═══ Exercise inputs
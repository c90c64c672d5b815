//! Event loop driving a [`Validator`] from a command source.
//!
//! One task owns the validator. It waits on whichever comes first, the next
//! command token or the live expiry deadline, so command application and
//! timer fires are serialized through a single writer. Each armed sleep
//! carries the id of the timer it was armed for; a sleep that outlives its
//! timer is discarded by [`Validator::expire`].

use crate::clock::{Clock, TokioClock};
use crate::command::{key_to_token, parse};
use crate::core::{Applied, TimerHandle, TimerId, Validator, ValidatorState};
use std::io;
use thiserror::Error;
use tokio::io::{AsyncBufRead, AsyncBufReadExt};
use tokio::sync::mpsc;
use tracing::{debug, info, warn};

/// Errors that stop the event loop
#[derive(Debug, Error)]
pub enum RuntimeError {
    #[error("Failed to read command source: {0}")]
    Source(#[from] io::Error),
}

/// An ordered source of raw command tokens. `Ok(None)` means end of input.
#[allow(async_fn_in_trait)]
pub trait CommandSource {
    async fn next_token(&mut self) -> io::Result<Option<String>>;
}

/// One token per line, from a byte stream such as a serial port or stdin.
///
/// Bytes that are not valid UTF-8 are replaced rather than rejected, so a
/// garbled frame reaches the parser as an unrecognized token instead of
/// ending the session. A trailing `\n` or `\r\n` is stripped.
pub struct LineSource<R> {
    reader: R,
    buf: Vec<u8>,
}

impl<R: AsyncBufRead + Unpin> LineSource<R> {
    pub fn new(reader: R) -> Self {
        Self {
            reader,
            buf: Vec::new(),
        }
    }
}

impl<R: AsyncBufRead + Unpin> CommandSource for LineSource<R> {
    async fn next_token(&mut self) -> io::Result<Option<String>> {
        // Partial reads stay in `buf` if this future is dropped mid-line.
        let read = self.reader.read_until(b'\n', &mut self.buf).await?;
        if read == 0 && self.buf.is_empty() {
            return Ok(None);
        }

        let mut line = self.buf.as_slice();
        if let Some(rest) = line.strip_suffix(b"\n") {
            line = rest.strip_suffix(b"\r").unwrap_or(rest);
        }
        let token = String::from_utf8_lossy(line).into_owned();
        self.buf.clear();
        Ok(Some(token))
    }
}

impl CommandSource for mpsc::Receiver<String> {
    async fn next_token(&mut self) -> io::Result<Option<String>> {
        Ok(self.recv().await)
    }
}

/// How raw input is interpreted before parsing.
#[derive(Clone, Copy, Debug, Default, PartialEq, Eq)]
pub enum InputMode {
    /// Input is already in the command grammar.
    #[default]
    Tokens,
    /// Input is demo key names, translated through the keypad bindings.
    Keys,
}

pub struct Terminal<C: Clock = TokioClock> {
    validator: Validator,
    clock: C,
    mode: InputMode,
}

impl Terminal<TokioClock> {
    pub fn new(validator: Validator) -> Self {
        Self::with_clock(validator, TokioClock)
    }
}

impl<C: Clock> Terminal<C> {
    pub fn with_clock(validator: Validator, clock: C) -> Self {
        Self {
            validator,
            clock,
            mode: InputMode::default(),
        }
    }

    pub fn with_mode(mut self, mode: InputMode) -> Self {
        self.mode = mode;
        self
    }

    pub fn validator(&self) -> &Validator {
        &self.validator
    }

    pub fn into_validator(self) -> Validator {
        self.validator
    }

    /// Parse and apply one raw input.
    pub fn dispatch(&mut self, raw: &str) -> Applied {
        let token = match self.mode {
            InputMode::Tokens => raw,
            InputMode::Keys => match key_to_token(raw) {
                Some(token) => token,
                None => {
                    debug!("Unbound key {:?}", raw);
                    return Applied::unchanged();
                }
            },
        };

        let command = parse(token);
        if command.is_recognized() {
            debug!("Received {:?} -> {}", token, command.name());
        } else {
            warn!("Ignoring unrecognized token {:?}", token);
        }
        self.validator.apply(command, self.clock.now())
    }

    /// Fire the timer `id` if it is still live. Returns whether it fired.
    pub fn fire(&mut self, id: TimerId) -> bool {
        self.validator.expire(id)
    }

    /// Run until the source ends, calling `observer` after every state change.
    pub async fn run<S, F>(&mut self, mut source: S, mut observer: F) -> Result<(), RuntimeError>
    where
        S: CommandSource,
        F: FnMut(&ValidatorState),
    {
        info!(
            "Terminal ready (expiry {:?}, mode {:?})",
            self.validator.expiry_duration(),
            self.mode
        );
        observer(self.validator.state());

        let mut scheduled = self.validator.state().pending_expiry().copied();

        loop {
            tokio::select! {
                biased;

                Some(id) = wait_for(scheduled) => {
                    scheduled = None;
                    if self.fire(id) {
                        observer(self.validator.state());
                    }
                }
                token = source.next_token() => match token? {
                    Some(raw) => {
                        if raw.trim().is_empty() {
                            continue;
                        }
                        let applied = self.dispatch(&raw);
                        if applied.changed {
                            // Any recognised change cancels the old timer;
                            // only a new card arms another.
                            scheduled = applied.armed;
                            observer(self.validator.state());
                        }
                    }
                    None => {
                        info!("Command source closed");
                        return Ok(());
                    }
                },
            }
        }
    }
}

/// Resolve with the timer's id once its deadline passes. Never resolves
/// when nothing is armed.
async fn wait_for(pending: Option<TimerHandle>) -> Option<TimerId> {
    match pending {
        Some(handle) => {
            tokio::time::sleep_until(tokio::time::Instant::from_std(handle.deadline())).await;
            Some(handle.id())
        }
        None => std::future::pending().await,
    }
}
══════
- Work instructions -
From the material above, give the number of lines that contain the string "observer", without any added remark.

- Written response -
5